Our solar systrem is a part of the universe. The universe is immense vast. Scientists tell that the universe is expanding. They also tell that there are more than 200,000,000,000 billion stars in the universe.
Exoplanets are planets beyond our own solar system. Thousands have been discovered in the past two decades, mostly with NASA's Kepler Space Telescope.
These worlds come in a huge variety of sizes and orbits. Some are gigantic planets hugging close to their parent stars; others are icy, some rocky. NASA and other agencies are looking for a special kind of planet: one that's the same size as Earth, orbiting a sun-like star in the habitable zone.
The habitable zone is the range of distances from a star where a planet's temperature allows liquid water oceans, critical for life on Earth. The earliest definition of the zone was based on simple thermal equilibrium, but current calculations of the habitable zone include many other factors, including the greenhouse effect of a planet's atmosphere. This makes the boundaries of a habitable zone "fuzzy."
Astronomers announced in August 2016 that they might have found such a planet orbiting Proxima Centauri. The newfound world, known as Proxima b, is about 1.3 times more massive than Earth, which suggests that the exoplanet is a rocky world, researchers said. The planet is also in the star's habitable zone, just 4.7 million miles (7.5 million kilometers) from its host star. It completes one orbit every 11.2 Earth-days. As a result, it's likely that the exoplanet is tidally locked, meaning it always shows the same face to its host star, just as the moon shows only one face (the near side) to Earth.

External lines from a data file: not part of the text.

use std::borrow::Cow;
use std::fmt;

use rmcp::ErrorData;
use rmcp::model::ErrorCode;

pub fn mcp_err(code: ErrorCode, message: impl Into<Cow<'static, str>>) -> ErrorData {
    ErrorData {
        code,
        message: message.into(),
        data: None,
    }
}

pub fn unknown_tool(name: &str) -> ErrorData {
    mcp_err(ErrorCode::METHOD_NOT_FOUND, format!("Unknown tool: {name}"))
}

/// Wraps a failure inside a tool as an internal error naming the tool.
pub fn tool_failed(tool: &str, err: &impl fmt::Display) -> ErrorData {
    mcp_err(
        ErrorCode::INTERNAL_ERROR,
        format!("Error executing {tool}: {err}"),
    )
}
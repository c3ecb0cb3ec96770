//! MCP tool modules.
//!
//! One module per Slab operation: full-text search and single-post lookup.

pub mod post;
pub mod search;
use tracing_subscriber::EnvFilter;

pub const DEFAULT_LOG_FILTER: &str = "info";

/// Installs the global subscriber. Output goes to stderr; stdout carries MCP frames.
pub fn init(filter: &str) {
    let filter = EnvFilter::try_new(filter).unwrap_or_else(|_| EnvFilter::new(DEFAULT_LOG_FILTER));
    let _ = tracing_subscriber::fmt()
        .with_env_filter(filter)
        .with_writer(std::io::stderr)
        .with_ansi(false)
        .try_init();
}
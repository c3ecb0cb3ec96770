//! Minimal GraphQL client for the Slab API.

use std::{error::Error, fmt};

use reqwest::header::{AUTHORIZATION, CONTENT_TYPE, HeaderMap, HeaderValue};
use secrecy::{ExposeSecret, SecretString};
use serde::{Deserialize, Serialize};
use serde_json::{Map, Value};
use tracing::debug;

pub use reqwest::Url;

pub const DEFAULT_ENDPOINT: &str = "https://api.slab.com/v1/graphql";

#[derive(Debug)]
pub enum ClientError {
    /// The endpoint answered with a non-2xx status.
    Status { status: u16 },
    /// The envelope carried a non-empty `errors` list, serialized as JSON.
    GraphQl(String),
    Request(reqwest::Error),
    Decode(String),
    InvalidToken,
}

impl fmt::Display for ClientError {
    fn fmt(&self, f: &mut fmt::Formatter<'_>) -> fmt::Result {
        match self {
            Self::Status { status } => write!(f, "HTTP error! status: {status}"),
            Self::GraphQl(errors) => write!(f, "GraphQL errors: {errors}"),
            Self::Request(err) => write!(f, "request failed: {err}"),
            Self::Decode(message) => write!(f, "invalid response body: {message}"),
            Self::InvalidToken => write!(f, "API token is not a valid header value"),
        }
    }
}

impl Error for ClientError {
    fn source(&self) -> Option<&(dyn Error + 'static)> {
        match self {
            Self::Request(err) => Some(err),
            _ => None,
        }
    }
}

impl From<reqwest::Error> for ClientError {
    fn from(err: reqwest::Error) -> Self {
        Self::Request(err)
    }
}

/// Connection settings for the Slab GraphQL endpoint.
#[derive(Debug)]
pub struct ClientConfig {
    pub endpoint: Url,
    pub token: SecretString,
}

impl ClientConfig {
    #[must_use]
    pub const fn new(endpoint: Url, token: SecretString) -> Self {
        Self { endpoint, token }
    }
}

#[derive(Serialize)]
struct GraphQlRequest<'a> {
    query: &'a str,
    variables: Map<String, Value>,
}

#[derive(Deserialize)]
struct GraphQlEnvelope {
    #[serde(default)]
    data: Option<Value>,
    #[serde(default)]
    errors: Option<Value>,
}

impl GraphQlEnvelope {
    /// Returns the error list when it carries at least one entry.
    fn errors(&self) -> Option<&Value> {
        self.errors.as_ref().filter(|errors| match errors {
            Value::Null => false,
            Value::Array(list) => !list.is_empty(),
            _ => true,
        })
    }
}

/// Client for a single GraphQL endpoint authenticated with a static token.
#[derive(Clone)]
pub struct SlabClient {
    http: reqwest::Client,
    endpoint: Url,
}

impl SlabClient {
    /// Builds a client with the authorization and content-type headers baked in.
    ///
    /// # Errors
    /// Returns `ClientError::InvalidToken` if the token cannot be sent as a
    /// header, or `ClientError::Request` if the HTTP client fails to build.
    pub fn new(config: ClientConfig) -> Result<Self, ClientError> {
        let mut authorization = HeaderValue::from_str(config.token.expose_secret())
            .map_err(|_| ClientError::InvalidToken)?;
        authorization.set_sensitive(true);

        let mut headers = HeaderMap::new();
        headers.insert(CONTENT_TYPE, HeaderValue::from_static("application/json"));
        headers.insert(AUTHORIZATION, authorization);

        let http = reqwest::Client::builder().default_headers(headers).build()?;
        Ok(Self {
            http,
            endpoint: config.endpoint,
        })
    }

    /// Posts `query` with `variables` and returns the unwrapped `data` payload.
    ///
    /// A missing `data` field yields `Value::Null`.
    ///
    /// # Errors
    /// Returns `ClientError::Status` for non-2xx responses, `ClientError::GraphQl`
    /// when the envelope lists errors, and `ClientError::Request` or
    /// `ClientError::Decode` for network and body failures.
    pub async fn execute(
        &self,
        query: &str,
        variables: Map<String, Value>,
    ) -> Result<Value, ClientError> {
        let response = self
            .http
            .post(self.endpoint.clone())
            .json(&GraphQlRequest { query, variables })
            .send()
            .await?;

        let status = response.status();
        debug!(status = status.as_u16(), "graphql response received");
        if !status.is_success() {
            return Err(ClientError::Status {
                status: status.as_u16(),
            });
        }

        let body = response.bytes().await?;
        let envelope: GraphQlEnvelope = serde_json::from_slice(&body)
            .map_err(|err| ClientError::Decode(err.to_string()))?;

        if let Some(errors) = envelope.errors() {
            return Err(ClientError::GraphQl(errors.to_string()));
        }

        Ok(envelope.data.unwrap_or(Value::Null))
    }
}

impl fmt::Debug for SlabClient {
    fn fmt(&self, f: &mut fmt::Formatter<'_>) -> fmt::Result {
        f.debug_struct("SlabClient")
            .field("endpoint", &self.endpoint.as_str())
            .finish_non_exhaustive()
    }
}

Most exoplanets have been discovered by the Kepler Space Telescope, an observatory that began work in 2009 and is expected to finish its mission in 2018, once it runs out of fuel. As of mid-March 2018, Kepler has discovered 2,342 confirmed exoplanets and revealed the existence of perhaps 2,245 others. The total number of planets discovered by all observatories is 3,706.
Early discoveries
While exoplanets were not confirmed until the 1990s, for years beforehand astronomers were convinced they were out there. That wasn't just wishful thinking, but because of how slowly our own sun and other stars like it spin, University of British Columbia astrophysicist Jaymie Matthews told Space.com. Matthews, the mission scientist of occasional exoplanet telescope observer MOST (Microvariability and Oscillations of STars), was involved in some of the early exoplanet discoveries.
Astronomers had an origin story for our solar system. Simply put, a spinning cloud of gas and dust (called the protosolar nebula) collapsed under its own gravity and formed the sun and planets. As the cloud collapsed, conservation of angular momentum meant the soon-to-be-sun should have spun faster and faster. But, while the sun contains 99.8 percent of the solar system's mass, the planets have 96 percent of the angular momentum. Astronomers asked themselves why the sun rotates so slowly.